O site permite o relacionamento 100% on-line entre médico, farmacêutico e paciente, mediante a prescrição médica em receita digital com certificado ICP-Brasil.
Nesta primeira versão, o site funciona somente em computadores. Para as próximas versões, estará disponível uma versão também para smartphones.
2. Como o farmacêutico pode obter sua certificação digital?
O CFF está buscando formalizar parcerias que permitirão fornecer, a cada profissional inscrito nos CRFs e em atividade no Brasil, o certificado digital para a assinatura da dispensação eletrônica dos medicamentos.
Enquanto essa parceria não se efetiva, a aquisição precisará ser realizada de forma individual.
O farmacêutico escolhe uma das 17 Autoridades Certificadoras (AC) credenciadas à ICP-Brasil, como o Serviço Federal de Processamento de Dados (Serpro), Caixa Econômica Federal ou Receita Federal, por exemplo. As políticas de comercialização são próprias de cada empresa.

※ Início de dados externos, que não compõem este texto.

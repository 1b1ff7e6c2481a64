//! In-memory file system for tests.
//!
//! Backs the [`FsAdapter`] trait with a plain map so parser, index, and
//! watch-pipeline tests run without touching disk. Each write bumps a fake
//! mtime so fingerprint comparisons behave like a real file system.

use std::collections::BTreeMap;
use std::path::{Path, PathBuf};
use std::sync::atomic::{AtomicU64, Ordering};
use std::sync::Mutex;

use async_trait::async_trait;

use crate::error::{CoreError, Result};
use crate::traits::{FileStat, FsAdapter};

#[derive(Debug, Clone)]
struct MemoryFile {
    content: String,
    stat: FileStat,
}

/// A thread-safe in-memory [`FsAdapter`].
#[derive(Debug, Default)]
pub struct MemoryFsAdapter {
    files: Mutex<BTreeMap<PathBuf, MemoryFile>>,
    clock: AtomicU64,
}

impl MemoryFsAdapter {
    pub fn new() -> Self {
        Self::default()
    }

    /// Create or overwrite a file, advancing the fake mtime.
    pub fn write(&self, path: impl Into<PathBuf>, content: impl Into<String>) {
        let content = content.into();
        let mtime_ms = self.clock.fetch_add(1, Ordering::SeqCst) + 1;
        let stat = FileStat { mtime_ms, size: content.len() as u64 };
        self.files
            .lock()
            .expect("memory fs lock")
            .insert(path.into(), MemoryFile { content, stat });
    }

    /// Remove a file if present.
    pub fn remove(&self, path: impl AsRef<Path>) {
        self.files
            .lock()
            .expect("memory fs lock")
            .remove(path.as_ref());
    }
}

#[async_trait]
impl FsAdapter for MemoryFsAdapter {
    async fn list_files(&self, dir: &Path) -> Result<Vec<PathBuf>> {
        let files = self.files.lock().expect("memory fs lock");
        Ok(files
            .keys()
            .filter_map(|p| p.strip_prefix(dir).ok().map(Path::to_path_buf))
            .collect())
    }

    async fn read_file(&self, path: &Path) -> Result<String> {
        let files = self.files.lock().expect("memory fs lock");
        files
            .get(path)
            .map(|f| f.content.clone())
            .ok_or_else(|| CoreError::NotFound(format!("file {} not found", path.display())))
    }

    async fn stat(&self, path: &Path) -> Result<FileStat> {
        let files = self.files.lock().expect("memory fs lock");
        files
            .get(path)
            .map(|f| f.stat)
            .ok_or_else(|| CoreError::NotFound(format!("file {} not found", path.display())))
    }
}
//! Gluco Model - Diabetes risk classifier
//!
//! Loads the binary classifier the service predicts with. The model is an
//! opaque collaborator: it sees only complete [`FeatureVector`]s in schema
//! order and answers 0 or 1.
//!
//! [`FeatureVector`]: gluco_core::FeatureVector

pub mod forest;

pub use forest::{ForestModel, Node, Tree, DECISION_THRESHOLD};

use std::path::Path;
use std::sync::Arc;

use gluco_core::{GlucoError, Predictor};
use thiserror::Error;

/// Errors raised while loading a model
#[derive(Error, Debug)]
pub enum ModelError {
    #[error("Failed to read model file {path}")]
    Io {
        path: String,
        #[source]
        source: std::io::Error,
    },

    #[error("Malformed model file: {0}")]
    Parse(#[from] serde_json::Error),

    #[error("Invalid model: {0}")]
    Invalid(String),
}

impl From<ModelError> for GlucoError {
    fn from(err: ModelError) -> Self {
        GlucoError::ModelError(err.to_string())
    }
}

/// Load a forest model from a JSON file
pub fn load_forest(path: &Path) -> Result<ForestModel, ModelError> {
    let json = std::fs::read_to_string(path).map_err(|e| ModelError::Io {
        path: path.display().to_string(),
        source: e,
    })?;
    ForestModel::from_json(&json)
}

/// Load the predictor if a model file is present
///
/// A missing file is not an error: the service runs without a predictor and
/// reports prediction requests as unavailable. A file that exists but cannot
/// be loaded is an error.
pub fn load_predictor(path: &Path) -> gluco_core::Result<Option<Arc<dyn Predictor>>> {
    if !path.exists() {
        tracing::warn!(path = %path.display(), "Model file not found; predictions disabled");
        return Ok(None);
    }

    let model = load_forest(path)?;
    tracing::info!(
        path = %path.display(),
        model = model.name(),
        trees = model.num_trees(),
        "Loaded prediction model"
    );
    Ok(Some(Arc::new(model)))
}
//! Gluco API Server
//!
//! REST API server for diabetes risk prediction.

use anyhow::Context;
use gluco_api::{create_router, state::AppState, telemetry};
use gluco_core::{AppConfig, SqliteRecordStore};
use gluco_research::{create_llm_client, ResearchAssistant};
use std::sync::Arc;

fn load_config() -> anyhow::Result<AppConfig> {
    let config = match std::env::var("GLUCO_CONFIG") {
        Ok(path) => AppConfig::from_file(&path)?.with_env_override()?,
        Err(_) => AppConfig::from_env()?,
    };
    Ok(config)
}

#[tokio::main]
async fn main() -> anyhow::Result<()> {
    dotenv::dotenv().ok();

    // Load configuration
    let config = load_config().context("Failed to load configuration")?;
    telemetry::init_tracing(&config.logging);

    // Collaborators
    let predictor = gluco_model::load_predictor(&config.model.path)
        .context("Failed to load prediction model")?;

    let records = SqliteRecordStore::connect(&config.database.url, config.database.pool_size)
        .await
        .context("Failed to open record store")?;

    let assistant = match create_llm_client(&config.llm) {
        Ok(client) => {
            tracing::info!(provider = ?config.llm.provider, model = client.name(), "LLM client ready");
            ResearchAssistant::new(client)
        }
        Err(e) => {
            tracing::warn!(error = %e, "Research chat disabled");
            ResearchAssistant::unconfigured()
        }
    };

    let addr = format!("{}:{}", config.server.host, config.server.port);

    // Create application state
    let state = Arc::new(AppState::new(
        config,
        predictor,
        Arc::new(records),
        assistant,
    ));

    // Create router
    let app = create_router(state);

    // Start server
    let listener = tokio::net::TcpListener::bind(&addr).await?;
    tracing::info!("Gluco API Server starting on http://{}", addr);
    tracing::info!("Swagger UI available at http://{}/swagger-ui/", addr);
    tracing::info!("OpenAPI document at http://{}/api-docs/openapi.json", addr);

    axum::serve(listener, app).await?;

    Ok(())
}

A AC informará o valor do certificado, as formas de pagamento, os equipamentos necessários e a documentação obrigatória para emissão.
3. O que é necessário para que o farmacêutico possa dispensar os medicamentos prescritos em receita digital?

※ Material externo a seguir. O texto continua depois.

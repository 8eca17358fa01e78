//! API error handling
//!
//! Every failure leaves the API as an [`ApiError`] JSON body with a stable
//! machine-readable `code`.

use axum::{
    http::StatusCode,
    response::{IntoResponse, Response},
    Json,
};
use gluco_core::{FeatureField, GlucoError, IncompleteExtraction, StructuralError};
use gluco_extractor::IncompleteRow;
use gluco_parser::ParserError;
use serde::{Deserialize, Serialize};
use utoipa::ToSchema;

/// API error response
#[derive(Debug, Serialize, Deserialize, ToSchema)]
pub struct ApiError {
    /// Error code
    #[schema(example = "INCOMPLETE_FEATURES")]
    pub code: String,
    /// Human-readable message
    pub message: String,
    /// Additional details
    #[serde(skip_serializing_if = "Option::is_none")]
    pub details: Option<String>,
    /// Schema fields or dataset columns that could not be resolved
    #[serde(skip_serializing_if = "Option::is_none")]
    pub missing_fields: Option<Vec<String>>,
    /// Schema fields that were resolved
    #[serde(skip_serializing_if = "Option::is_none")]
    pub found_fields: Option<Vec<String>>,
}

impl ApiError {
    pub fn new(code: impl Into<String>, message: impl Into<String>) -> Self {
        Self {
            code: code.into(),
            message: message.into(),
            details: None,
            missing_fields: None,
            found_fields: None,
        }
    }

    pub fn with_details(mut self, details: impl Into<String>) -> Self {
        self.details = Some(details.into());
        self
    }

    pub fn with_missing(mut self, fields: Vec<String>) -> Self {
        self.missing_fields = Some(fields);
        self
    }

    pub fn with_found(mut self, fields: Vec<String>) -> Self {
        self.found_fields = Some(fields);
        self
    }

    pub fn bad_request(message: impl Into<String>) -> Self {
        Self::new("BAD_REQUEST", message)
    }

    pub fn internal_error() -> Self {
        Self::new("INTERNAL_ERROR", "Internal server error")
    }
}

fn field_names(fields: &[FeatureField]) -> Vec<String> {
    fields.iter().map(|f| f.name().to_string()).collect()
}

/// Application error type
#[derive(Debug)]
pub enum AppError {
    BadRequest(String),
    Validation(String),
    Structural(StructuralError),
    /// A text document resolved some but not all fields
    Incomplete(IncompleteExtraction),
    /// A dataset row could not be fully resolved
    IncompleteRow(IncompleteRow),
    /// A text document resolved no fields at all
    NoFeatures,
    Parse(String),
    ModelUnavailable,
    Model(String),
    Database(String),
    Internal(String),
}

impl IntoResponse for AppError {
    fn into_response(self) -> Response {
        let (status, error) = match self {
            AppError::BadRequest(msg) => (StatusCode::BAD_REQUEST, ApiError::bad_request(msg)),
            AppError::Validation(msg) => (
                StatusCode::UNPROCESSABLE_ENTITY,
                ApiError::new("VALIDATION_ERROR", msg),
            ),
            AppError::Structural(err) => {
                let message = err.to_string();
                match err {
                    StructuralError::MissingColumns { missing } => (
                        StatusCode::BAD_REQUEST,
                        ApiError::new("MISSING_COLUMNS", message).with_missing(missing),
                    ),
                    StructuralError::UnreadableDocument { .. } => (
                        StatusCode::BAD_REQUEST,
                        ApiError::new("UNREADABLE_DOCUMENT", message),
                    ),
                }
            }
            AppError::Incomplete(err) => (
                StatusCode::BAD_REQUEST,
                ApiError::new("INCOMPLETE_FEATURES", err.to_string())
                    .with_details("Please ensure all 8 features are present in the document.")
                    .with_missing(field_names(&err.missing))
                    .with_found(field_names(&err.found)),
            ),
            AppError::IncompleteRow(err) => (
                StatusCode::BAD_REQUEST,
                ApiError::new("INCOMPLETE_FEATURES", err.to_string())
                    .with_details(format!("row {}", err.row))
                    .with_missing(field_names(&err.fields)),
            ),
            AppError::NoFeatures => (
                StatusCode::BAD_REQUEST,
                ApiError::new(
                    "NO_FEATURES",
                    "Could not extract any features from the document",
                )
                .with_details(
                    "Ensure the document contains text with values like: \
                     Pregnancies: 1, Glucose: 120, BloodPressure: 70",
                )
                .with_missing(field_names(&FeatureField::ALL)),
            ),
            AppError::Parse(msg) => (
                StatusCode::BAD_REQUEST,
                ApiError::new("PARSE_ERROR", "Failed to read the uploaded file").with_details(msg),
            ),
            AppError::ModelUnavailable => (
                StatusCode::SERVICE_UNAVAILABLE,
                ApiError::new("MODEL_UNAVAILABLE", "Model not loaded"),
            ),
            AppError::Model(msg) => (
                StatusCode::INTERNAL_SERVER_ERROR,
                ApiError::new("MODEL_ERROR", "Prediction failed").with_details(msg),
            ),
            AppError::Database(msg) => (
                StatusCode::INTERNAL_SERVER_ERROR,
                ApiError::new("DATABASE_ERROR", "Database operation failed").with_details(msg),
            ),
            AppError::Internal(msg) => (
                StatusCode::INTERNAL_SERVER_ERROR,
                ApiError::internal_error().with_details(msg),
            ),
        };

        (status, Json(error)).into_response()
    }
}

impl From<anyhow::Error> for AppError {
    fn from(err: anyhow::Error) -> Self {
        AppError::Internal(err.to_string())
    }
}

impl From<StructuralError> for AppError {
    fn from(err: StructuralError) -> Self {
        AppError::Structural(err)
    }
}

impl From<IncompleteExtraction> for AppError {
    fn from(err: IncompleteExtraction) -> Self {
        AppError::Incomplete(err)
    }
}

impl From<IncompleteRow> for AppError {
    fn from(err: IncompleteRow) -> Self {
        AppError::IncompleteRow(err)
    }
}

impl From<ParserError> for AppError {
    fn from(err: ParserError) -> Self {
        match err {
            ParserError::UnsupportedFormat(ext) => {
                AppError::BadRequest(format!("Unsupported file format: {ext}"))
            }
            other => AppError::Parse(other.to_string()),
        }
    }
}

impl From<GlucoError> for AppError {
    fn from(err: GlucoError) -> Self {
        match err {
            GlucoError::ValidationError(msg) => AppError::Validation(msg),
            GlucoError::Structural(err) => AppError::Structural(err),
            GlucoError::Incomplete(err) => AppError::Incomplete(err),
            GlucoError::ModelUnavailable(_) => AppError::ModelUnavailable,
            GlucoError::ModelError(msg) => AppError::Model(msg),
            GlucoError::DatabaseError(msg) => AppError::Database(msg),
            GlucoError::LlmError(msg) => AppError::Internal(format!("LLM error: {msg}")),
            GlucoError::ConfigError(msg) => {
                AppError::Internal(format!("Configuration error: {msg}"))
            }
            GlucoError::Other(err) => AppError::Internal(err.to_string()),
        }
    }
}
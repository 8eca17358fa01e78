//! LLM client implementations
//!
//! Two wire protocols cover every supported provider:
//! - OpenAI-compatible chat completions (Groq, OpenAI)
//! - Ollama's native chat endpoint for local models

use std::sync::Arc;
use std::time::Duration;

use async_trait::async_trait;
use gluco_core::{ChatMessage, GlucoError, LlmClient, LlmConfig, LlmProvider, Result};
use reqwest::Client;
use serde::{Deserialize, Serialize};

fn http_client(timeout_secs: u64) -> Result<Client> {
    Client::builder()
        .timeout(Duration::from_secs(timeout_secs))
        .build()
        .map_err(|e| GlucoError::LlmError(format!("Failed to build HTTP client: {e}")))
}

// ============================================================================
// OpenAI-compatible Client
// ============================================================================

/// Chat completions client for OpenAI-compatible APIs
pub struct OpenAiCompatibleClient {
    client: Client,
    api_key: String,
    base_url: String,
    model: String,
    max_tokens: u32,
    temperature: f32,
}

#[derive(Debug, Serialize)]
struct CompletionRequest<'a> {
    model: &'a str,
    messages: &'a [ChatMessage],
    max_tokens: u32,
    temperature: f32,
}

#[derive(Debug, Deserialize)]
struct CompletionResponse {
    choices: Vec<Choice>,
}

#[derive(Debug, Deserialize)]
struct Choice {
    message: ChatMessage,
}

impl OpenAiCompatibleClient {
    /// Create a client against the Groq endpoint
    pub fn new(api_key: impl Into<String>, model: impl Into<String>) -> Self {
        Self {
            client: Client::new(),
            api_key: api_key.into(),
            base_url: LlmProvider::Groq
                .default_base_url()
                .unwrap_or_default()
                .to_string(),
            model: model.into(),
            max_tokens: 1024,
            temperature: 0.2,
        }
    }

    /// Create from config
    pub fn from_config(config: &LlmConfig) -> Result<Self> {
        let api_key = config.api_key.as_ref().ok_or_else(|| {
            GlucoError::ConfigError(format!("API key required for {:?} provider", config.provider))
        })?;

        let base_url = config
            .base_url
            .clone()
            .or_else(|| config.provider.default_base_url().map(str::to_string))
            .ok_or_else(|| {
                GlucoError::ConfigError(format!("No base URL for {:?} provider", config.provider))
            })?;

        Ok(Self {
            client: http_client(config.timeout_secs)?,
            api_key: api_key.clone(),
            base_url,
            model: config.model.clone(),
            max_tokens: config.max_tokens,
            temperature: config.temperature,
        })
    }

    /// Set custom base URL
    pub fn with_base_url(mut self, url: impl Into<String>) -> Self {
        self.base_url = url.into();
        self
    }

    fn endpoint(&self) -> String {
        format!("{}/chat/completions", self.base_url.trim_end_matches('/'))
    }
}

#[async_trait]
impl LlmClient for OpenAiCompatibleClient {
    async fn chat(&self, messages: &[ChatMessage]) -> Result<String> {
        let request = CompletionRequest {
            model: &self.model,
            messages,
            max_tokens: self.max_tokens,
            temperature: self.temperature,
        };

        let response = self
            .client
            .post(self.endpoint())
            .bearer_auth(&self.api_key)
            .json(&request)
            .send()
            .await
            .map_err(|e| GlucoError::LlmError(format!("Request failed: {e}")))?;

        if !response.status().is_success() {
            let status = response.status();
            let error_text = response.text().await.unwrap_or_default();
            return Err(GlucoError::LlmError(format!("{status}: {error_text}")));
        }

        let result: CompletionResponse = response
            .json()
            .await
            .map_err(|e| GlucoError::LlmError(format!("Failed to parse response: {e}")))?;

        result
            .choices
            .into_iter()
            .next()
            .map(|c| c.message.content)
            .ok_or_else(|| GlucoError::LlmError("No response generated".to_string()))
    }

    fn name(&self) -> &str {
        &self.model
    }
}

// ============================================================================
// Ollama Client
// ============================================================================

/// Ollama API client
pub struct OllamaClient {
    client: Client,
    base_url: String,
    model: String,
    temperature: f32,
}

#[derive(Debug, Serialize)]
struct OllamaRequest<'a> {
    model: &'a str,
    messages: &'a [ChatMessage],
    stream: bool,
    options: OllamaOptions,
}

#[derive(Debug, Serialize)]
struct OllamaOptions {
    temperature: f32,
}

#[derive(Debug, Deserialize)]
struct OllamaResponse {
    message: ChatMessage,
}

impl OllamaClient {
    /// Create a new Ollama client
    pub fn new(base_url: impl Into<String>, model: impl Into<String>) -> Self {
        Self {
            client: Client::new(),
            base_url: base_url.into(),
            model: model.into(),
            temperature: 0.2,
        }
    }

    /// Create from config
    pub fn from_config(config: &LlmConfig) -> Result<Self> {
        Ok(Self {
            client: http_client(config.timeout_secs)?,
            base_url: config.ollama_url.clone(),
            model: config.model.clone(),
            temperature: config.temperature,
        })
    }
}

#[async_trait]
impl LlmClient for OllamaClient {
    async fn chat(&self, messages: &[ChatMessage]) -> Result<String> {
        let request = OllamaRequest {
            model: &self.model,
            messages,
            stream: false,
            options: OllamaOptions {
                temperature: self.temperature,
            },
        };

        let response = self
            .client
            .post(format!("{}/api/chat", self.base_url.trim_end_matches('/')))
            .json(&request)
            .send()
            .await
            .map_err(|e| GlucoError::LlmError(format!("Ollama request failed: {e}")))?;

        if !response.status().is_success() {
            let error_text = response.text().await.unwrap_or_default();
            return Err(GlucoError::LlmError(format!("Ollama error: {error_text}")));
        }

        let result: OllamaResponse = response
            .json()
            .await
            .map_err(|e| GlucoError::LlmError(format!("Failed to parse Ollama response: {e}")))?;

        Ok(result.message.content)
    }

    fn name(&self) -> &str {
        &self.model
    }
}

// ============================================================================
// Factory function
// ============================================================================

/// Create an LLM client from config
pub fn create_llm_client(config: &LlmConfig) -> Result<Arc<dyn LlmClient>> {
    match config.provider {
        LlmProvider::Groq | LlmProvider::OpenAI => {
            Ok(Arc::new(OpenAiCompatibleClient::from_config(config)?))
        }
        LlmProvider::Ollama => Ok(Arc::new(OllamaClient::from_config(config)?)),
    }
}

// ============================================================================
// Tests
// ============================================================================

A farmácia precisa ter um computador conectado à internet, ressaltando que o ato da dispensação é responsabilidade técnica do profissional, podendo ocorrer sob sua supervisão.
É recomendável que o farmacêutico tenha o seu certificado digital emitido pela ICP-Brasil, para que possa registrar o ato da dispensação eletrônica. É altamente recomendável que o farmacêutico jamais informe sua senha de acesso ao certificado digital para terceiros.
4. Quais cuidados devem ser tomados para evitar fraudes com receitas digitais?
Confira se a receita traz todas as informações exigidas na elaboração da prescrição manual, ou seja, os dados do paciente; os nomes dos medicamentos e/ou princípios ativos; a quantidade, a dose e a duração do tratamento; a assinatura digital, o nome por extenso do prescritor e o número de registro no conselho profissional.
Antes de dispensar os medicamentos, valide a autenticidade do documento e da assinatura no site oficial Validador de Documentos Digitais em Saúde. Cadastre os dados do paciente e arquive a receita digital (em banco de dados próprio da farmácia).
Depois disponibilize uma cópia impressa, atestada com carimbo e assinatura ao paciente, para registrar a dispensação do medicamento.
No caso de medicamentos sujeitos a controle especial, obtenha seu certificado digital o mais rapidamente possível para poder registrar eletronicamente a dispensação, evitando que a receita seja dispensada posteriormente em outra farmácia.
Faça o lançamento dos dados da receita no Sistema Nacional de Gerenciamento de Produtos Controlados (SNGPC), de forma a evitar que a receita seja escriturada em outro estabelecimento.